_Exercise aim_
Take the lines below from the first through the one that contains "Filter key passed" and copy them exactly.

***** Working data

//! Upstream wire types
//!
//! All entities are read-only snapshots fetched per request.

use crate::serde_util;
use chrono::{DateTime, Utc};
use serde::{Deserialize, Serialize};

/// Response wrapper used by every upstream list endpoint: `{ "data": [...] }`
#[derive(Debug, Clone, Serialize, Deserialize)]
#[serde(bound(deserialize = "T: Deserialize<'de>"))]
pub struct Envelope<T> {
    #[serde(default = "Vec::new", deserialize_with = "serde_util::list::deserialize")]
    pub data: Vec<T>,
}

impl<T> Envelope<T> {
    pub fn into_data(self) -> Vec<T> {
        self.data
    }
}

/// A game the upstream tracks prices for
#[derive(Debug, Clone, Default, PartialEq, Serialize, Deserialize)]
pub struct Game {
    #[serde(default, deserialize_with = "serde_util::text::deserialize")]
    pub id: String,
    #[serde(default, deserialize_with = "serde_util::text::deserialize")]
    pub name: String,
    /// Filter key passed back as the `game` query parameter
    #[serde(default, deserialize_with = "serde_util::text::deserialize")]
    pub slug: String,
}

/// A card and all of its priced variants
#[derive(Debug, Clone, Default, PartialEq, Serialize, Deserialize)]
#[serde(rename_all = "camelCase")]
pub struct Card {
    #[serde(default, deserialize_with = "serde_util::text::deserialize")]
    pub id: String,
    #[serde(default, deserialize_with = "serde_util::text::deserialize")]
    pub name: String,
    #[serde(default, deserialize_with = "serde_util::text::deserialize")]
    pub game: String,
    #[serde(default, deserialize_with = "serde_util::text::deserialize")]
    pub set: String,
    #[serde(default, deserialize_with = "serde_util::text::deserialize")]
    pub number: String,
    #[serde(default, deserialize_with = "serde_util::text::deserialize")]
    pub rarity: String,
    /// TCGplayer product id
    #[serde(default, deserialize_with = "serde_util::text::deserialize")]
    pub tcgplayer_id: String,
    #[serde(default, deserialize_with = "serde_util::list::deserialize")]
    pub variants: Vec<Variant>,
}

/// One printing/condition/language of a card
#[derive(Debug, Clone, Default, PartialEq, Serialize, Deserialize)]
#[serde(rename_all = "camelCase")]
pub struct Variant {
    #[serde(default, deserialize_with = "serde_util::text::deserialize")]
    pub id: String,
    #[serde(default, deserialize_with = "serde_util::text::deserialize")]
    pub condition: String,
    #[serde(default, deserialize_with = "serde_util::text::deserialize")]
    pub printing: String,
    #[serde(default, deserialize_with = "serde_util::text::deserialize")]
    pub language: String,
    #[serde(default, deserialize_with = "serde_util::number::deserialize")]
    pub price: Option<f64>,
    /// Unix timestamp of the last price update
    #[serde(default, deserialize_with = "serde_util::timestamp::deserialize")]
    pub last_updated: Option<i64>,
    #[serde(default, deserialize_with = "serde_util::number::deserialize")]
    pub price_change_24hr: Option<f64>,
    #[serde(default, deserialize_with = "serde_util::number::deserialize")]
    pub price_change_7d: Option<f64>,
    #[serde(default, deserialize_with = "serde_util::number::deserialize")]
    pub price_change_30d: Option<f64>,
    #[serde(default, deserialize_with = "serde_util::list::deserialize")]
    pub price_history: Vec<PriceHistoryPoint>,
}

impl Variant {
    /// Last update time, if the timestamp is present and in range.
    ///
    /// Millisecond timestamps are recognised by magnitude.
    pub fn last_updated_at(&self) -> Option<DateTime<Utc>> {
        let ts = self.last_updated?;
        if ts.unsigned_abs() >= 100_000_000_000 {
            DateTime::from_timestamp_millis(ts)
        } else {
            DateTime::from_timestamp(ts, 0)
        }
    }
}

/// A single `(price, timestamp)` sample
#[derive(Debug, Clone, Copy, Default, PartialEq, Serialize, Deserialize)]
pub struct PriceHistoryPoint {
    #[serde(rename = "p", default, deserialize_with = "serde_util::number::deserialize")]
    pub price: Option<f64>,
    #[serde(rename = "t", default, deserialize_with = "serde_util::timestamp::deserialize")]
    pub timestamp: Option<i64>,
}

impl PriceHistoryPoint {
    pub fn new(price: f64, timestamp: i64) -> Self {
        Self {
            price: Some(price),
            timestamp: Some(timestamp),
        }
    }
}
//! Configuration management for tcgsearch
//!
//! This module handles loading, validation, and management of
//! tcgsearch configuration from YAML files.

pub mod error;

use serde::{Deserialize, Serialize};
use std::path::Path;

pub use error::{ConfigError, ConfigResult};

/// Environment variable that overrides `upstream.api_key`
pub const API_KEY_ENV: &str = "JUSTTCG_API_KEY";

// ==================== Configuration Types ====================

/// Server configuration
#[derive(Debug, Clone, Serialize, Deserialize)]
pub struct ServerConfig {
    /// Server host address
    #[serde(default = "default_host")]
    pub host: String,
    /// Server port
    #[serde(default = "default_port")]
    pub port: u16,
}

impl Default for ServerConfig {
    fn default() -> Self {
        Self {
            host: default_host(),
            port: default_port(),
        }
    }
}

fn default_host() -> String {
    "0.0.0.0".to_string()
}

fn default_port() -> u16 {
    8081
}

/// Upstream pricing API configuration
#[derive(Clone, Serialize, Deserialize)]
pub struct UpstreamConfig {
    /// API root, without the `/v1` suffix
    #[serde(default = "default_base_url")]
    pub base_url: String,
    /// API key sent as `x-api-key`. Never serialized.
    #[serde(default, skip_serializing)]
    pub api_key: String,
    /// Per-request timeout in seconds
    #[serde(default = "default_timeout_secs")]
    pub timeout_secs: u64,
    /// Games list cache lifetime in seconds
    #[serde(default = "default_games_ttl_secs")]
    pub games_ttl_secs: u64,
}

impl Default for UpstreamConfig {
    fn default() -> Self {
        Self {
            base_url: default_base_url(),
            api_key: String::new(),
            timeout_secs: default_timeout_secs(),
            games_ttl_secs: default_games_ttl_secs(),
        }
    }
}

impl std::fmt::Debug for UpstreamConfig {
    fn fmt(&self, f: &mut std::fmt::Formatter<'_>) -> std::fmt::Result {
        f.debug_struct("UpstreamConfig")
            .field("base_url", &self.base_url)
            .field("api_key", &if self.api_key.is_empty() { "<unset>" } else { "<redacted>" })
            .field("timeout_secs", &self.timeout_secs)
            .field("games_ttl_secs", &self.games_ttl_secs)
            .finish()
    }
}

fn default_base_url() -> String {
    "https://api.justtcg.com".to_string()
}

fn default_timeout_secs() -> u64 {
    10
}

fn default_games_ttl_secs() -> u64 {
    86_400
}

/// Logging configuration
#[derive(Debug, Clone, Serialize, Deserialize)]
pub struct LoggingConfig {
    /// Log level: debug, info, warn, error
    #[serde(default = "default_log_level")]
    pub level: String,
}

impl Default for LoggingConfig {
    fn default() -> Self {
        Self {
            level: default_log_level(),
        }
    }
}

fn default_log_level() -> String {
    "info".to_string()
}

/// Main configuration structure
#[derive(Debug, Clone, Serialize, Deserialize, Default)]
pub struct Config {
    /// Server settings
    #[serde(default)]
    pub server: ServerConfig,
    /// Upstream API settings
    #[serde(default)]
    pub upstream: UpstreamConfig,
    /// Logging settings
    #[serde(default)]
    pub logging: LoggingConfig,
}

impl Config {
    /// Load configuration from a YAML file, apply environment overrides and validate
    pub fn load(path: impl AsRef<Path>) -> ConfigResult<Self> {
        let mut config = Self::read(path.as_ref())?;
        config.apply_env_overrides();
        config.validate()?;
        Ok(config)
    }

    /// Load the file if present, otherwise start from defaults.
    ///
    /// Environment overrides and validation still apply, so a missing file
    /// works as long as `JUSTTCG_API_KEY` is set.
    pub fn load_or_default(path: impl AsRef<Path>) -> ConfigResult<Self> {
        let path = path.as_ref();
        let mut config = match Self::read(path) {
            Ok(config) => config,
            Err(ConfigError::FileNotFound { .. }) => Config::default(),
            Err(e) => return Err(e),
        };
        config.apply_env_overrides();
        config.validate()?;
        Ok(config)
    }

    /// Parse a YAML document without touching the environment
    pub fn from_yaml(content: &str) -> ConfigResult<Self> {
        serde_yaml::from_str(content).map_err(|e| ConfigError::InvalidYaml {
            message: e.to_string(),
        })
    }

    fn read(path: &Path) -> ConfigResult<Self> {
        if !path.exists() {
            return Err(ConfigError::FileNotFound {
                path: path.display().to_string(),
            });
        }
        let content = std::fs::read_to_string(path).map_err(|_| ConfigError::IoError)?;
        Self::from_yaml(&content)
    }

    /// Apply overrides from the process environment
    pub fn apply_env_overrides(&mut self) {
        self.apply_overrides_from(|key| std::env::var(key).ok());
    }

    /// Apply overrides from an arbitrary lookup
    pub fn apply_overrides_from<F>(&mut self, lookup: F)
    where
        F: Fn(&str) -> Option<String>,
    {
        if let Some(key) = lookup(API_KEY_ENV).filter(|k| !k.trim().is_empty()) {
            self.upstream.api_key = key.trim().to_string();
        }
    }

    /// Validate configuration values
    pub fn validate(&self) -> ConfigResult<()> {
        if self.server.port == 0 {
            return Err(ConfigError::InvalidValue {
                field: "server.port".to_string(),
                reason: "Port must be greater than 0".to_string(),
            });
        }

        if self.upstream.api_key.trim().is_empty() {
            return Err(ConfigError::MissingField {
                field: "upstream.api_key".to_string(),
            });
        }

        let base_url = self.upstream.base_url.trim();
        if !(base_url.starts_with("http://") || base_url.starts_with("https://")) {
            return Err(ConfigError::InvalidValue {
                field: "upstream.base_url".to_string(),
                reason: "Base URL must start with http:// or https://".to_string(),
            });
        }

        if self.upstream.timeout_secs == 0 {
            return Err(ConfigError::InvalidValue {
                field: "upstream.timeout_secs".to_string(),
                reason: "Timeout must be greater than 0".to_string(),
            });
        }

        Ok(())
    }

    /// Generate a default configuration file
    pub fn generate_default() -> &'static str {
        include_str!("../templates/default_config.yaml")
    }

    /// Address the server binds to
    pub fn bind_address(&self) -> String {
        format!("{}:{}", self.server.host, self.server.port)
    }
}

// ==================== Tests ====================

**********

_Task answer_
//! Upstream wire types
//!
//! All entities are read-only snapshots fetched per request.

use crate::serde_util;
use chrono::{DateTime, Utc};
use serde::{Deserialize, Serialize};

/// Response wrapper used by every upstream list endpoint: `{ "data": [...] }`
#[derive(Debug, Clone, Serialize, Deserialize)]
#[serde(bound(deserialize = "T: Deserialize<'de>"))]
pub struct Envelope<T> {
    #[serde(default = "Vec::new", deserialize_with = "serde_util::list::deserialize")]
    pub data: Vec<T>,
}

impl<T> Envelope<T> {
    pub fn into_data(self) -> Vec<T> {
        self.data
    }
}

/// A game the upstream tracks prices for
#[derive(Debug, Clone, Default, PartialEq, Serialize, Deserialize)]
pub struct Game {
    #[serde(default, deserialize_with = "serde_util::text::deserialize")]
    pub id: String,
    #[serde(default, deserialize_with = "serde_util::text::deserialize")]
    pub name: String,
    /// Filter key passed back as the `game` query parameter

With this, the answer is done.